Als 2. Teil der „Party“ folgte ein 40minütiger Bilderreigen, live und über Video um einen expressiven Ton-Kreator und Initiator. Zahlreich die Assoziativ-Potentiale auch hier; eher tiefer greifend als im ersten Teil, weil weniger exzessiv überbordend, nicht wirklich überzeugend oder neu im Erkenntniswert allerdings auch sie. Ok, wir wissen, was wir nicht tun, nicht sehen, nicht verstehen (wollen), …nicht teilen – „open your minds“ lautet es im Folder deshalb vielleicht auch simpel; einen Minispalt breiter ist’s unter Umständen beim einen und anderen geworden.

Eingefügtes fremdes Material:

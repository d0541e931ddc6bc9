//! Typed Sid newtypes backed by UUIDs.
//!
//! A Sid renders as a two-letter type prefix followed by the 32 lowercase hex
//! digits of its UUID, e.g. `PN0f3c…`. The prefix is checked on parse so an
//! account Sid can never be mistaken for a phone number Sid.

use std::fmt;
use std::str::FromStr;

use serde::{Deserialize, Serialize};

/// Number of hex digits following the prefix.
const BODY_LEN: usize = 32;

/// Errors produced when parsing a Sid from text.
#[derive(Debug, thiserror::Error, PartialEq, Eq)]
pub enum SidError {
    /// The two-letter prefix does not match the expected Sid type.
    #[error("expected Sid prefix {expected}, found {found:?}")]
    WrongPrefix {
        expected: &'static str,
        found: String,
    },

    /// The part after the prefix is not 32 hex digits.
    #[error("malformed Sid body")]
    Malformed(#[source] uuid::Error),

    /// The body uses uppercase hex digits; only the lowercase form is
    /// canonical.
    #[error("Sid body must be lowercase hex")]
    Uppercase,

    /// The text is not prefix + 32 characters long.
    #[error("Sid must be {expected} characters long, got {actual}")]
    Length { expected: usize, actual: usize },
}

macro_rules! define_sid {
    ($(#[doc = $doc:expr])* $name:ident, $prefix:literal) => {
        $(#[doc = $doc])*
        #[derive(Debug, Clone, Copy, PartialEq, Eq, Hash, PartialOrd, Ord)]
        pub struct $name(uuid::Uuid);

        impl Default for $name {
            fn default() -> Self {
                Self(uuid::Uuid::new_v4())
            }
        }

        impl $name {
            /// Two-letter type prefix of this Sid.
            pub const PREFIX: &'static str = $prefix;

            /// Generate a new random identifier.
            #[must_use]
            pub fn new() -> Self {
                Self::default()
            }

            /// Wrap an existing UUID.
            #[must_use]
            pub fn from_uuid(uuid: uuid::Uuid) -> Self {
                Self(uuid)
            }

            /// Access the inner UUID.
            #[must_use]
            pub fn as_uuid(self) -> uuid::Uuid {
                self.0
            }
        }

        impl fmt::Display for $name {
            fn fmt(&self, f: &mut fmt::Formatter<'_>) -> fmt::Result {
                write!(f, "{}{}", Self::PREFIX, self.0.simple())
            }
        }

        impl FromStr for $name {
            type Err = SidError;

            fn from_str(s: &str) -> Result<Self, Self::Err> {
                parse_body(s, Self::PREFIX).map(Self)
            }
        }

        impl Serialize for $name {
            fn serialize<S: serde::Serializer>(&self, serializer: S) -> Result<S::Ok, S::Error> {
                serializer.collect_str(self)
            }
        }

        impl<'de> Deserialize<'de> for $name {
            fn deserialize<D: serde::Deserializer<'de>>(deserializer: D) -> Result<Self, D::Error> {
                let text = String::deserialize(deserializer)?;
                text.parse().map_err(serde::de::Error::custom)
            }
        }
    };
}

fn parse_body(s: &str, prefix: &'static str) -> Result<uuid::Uuid, SidError> {
    let expected = prefix.len() + BODY_LEN;
    if s.len() != expected {
        return Err(SidError::Length {
            expected,
            actual: s.len(),
        });
    }
    let Some(body) = s.strip_prefix(prefix) else {
        return Err(SidError::WrongPrefix {
            expected: prefix,
            found: s.chars().take(prefix.len()).collect(),
        });
    };
    if body.bytes().any(|b| b.is_ascii_uppercase()) {
        return Err(SidError::Uppercase);
    }
    uuid::Uuid::parse_str(body).map_err(SidError::Malformed)
}

define_sid!(
    /// Unique identifier for an [`IncomingPhoneNumber`](crate::phone_number::IncomingPhoneNumber).
    IncomingPhoneNumberSid,
    "PN"
);

define_sid!(
    /// Unique identifier for the account owning a number.
    AccountSid,
    "AC"
);

define_sid!(
    /// Unique identifier for the organization (tenant) owning a number.
    OrganizationSid,
    "OR"
);

define_sid!(
    /// Unique identifier for an application a channel can be linked to.
    ApplicationSid,
    "AP"
);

Rashad Newsome verfolgt seit gut 10 Jahren die Idee zu seinen „Shade Compositions“. Hierorts war Derartiges noch nicht zu erleben und bot als „Shade Graz, 2014“ in Zusammenarbeit mit hier lebenden Menschen aus Armenien, Ghana, Kamerun, Nigeria, Polen, Serbien als Uraufführung ein Konzept, das als solches und auch über weite Strecken überzeugte. Basierend auf visuellen und akustischen Alltagsformeln präsentieren der „Dirigent“ und seine hinter Mikrophonen postierten Darsteller polyrhythmische Ton-Bewegungs-Choreographien als Abbilder dessen, was, zum Teil kulturell konnotiert, an Lauten und Gesten der Kommunikation dient; in dieser, vom Kontext abgelösten Aufbereitung sind sie quasi ins Abstrakte geschickt und damit Anlass zu einem Perspektivenwechsel für den Rezipienten. Dieser interessante Aspekt, unterstützt von größtenteils geloopter Aufbereitung, verliert allerdings durch seine konstanten, langausgedehnten Wiederholungen und letztlich geringen Variationen insgesamt mit der Zeit an Spannung. Schärfung und gegenseitige Abgrenzung der Kompositionsstrukturen wären eine Hilfe bzw. Bereicherung.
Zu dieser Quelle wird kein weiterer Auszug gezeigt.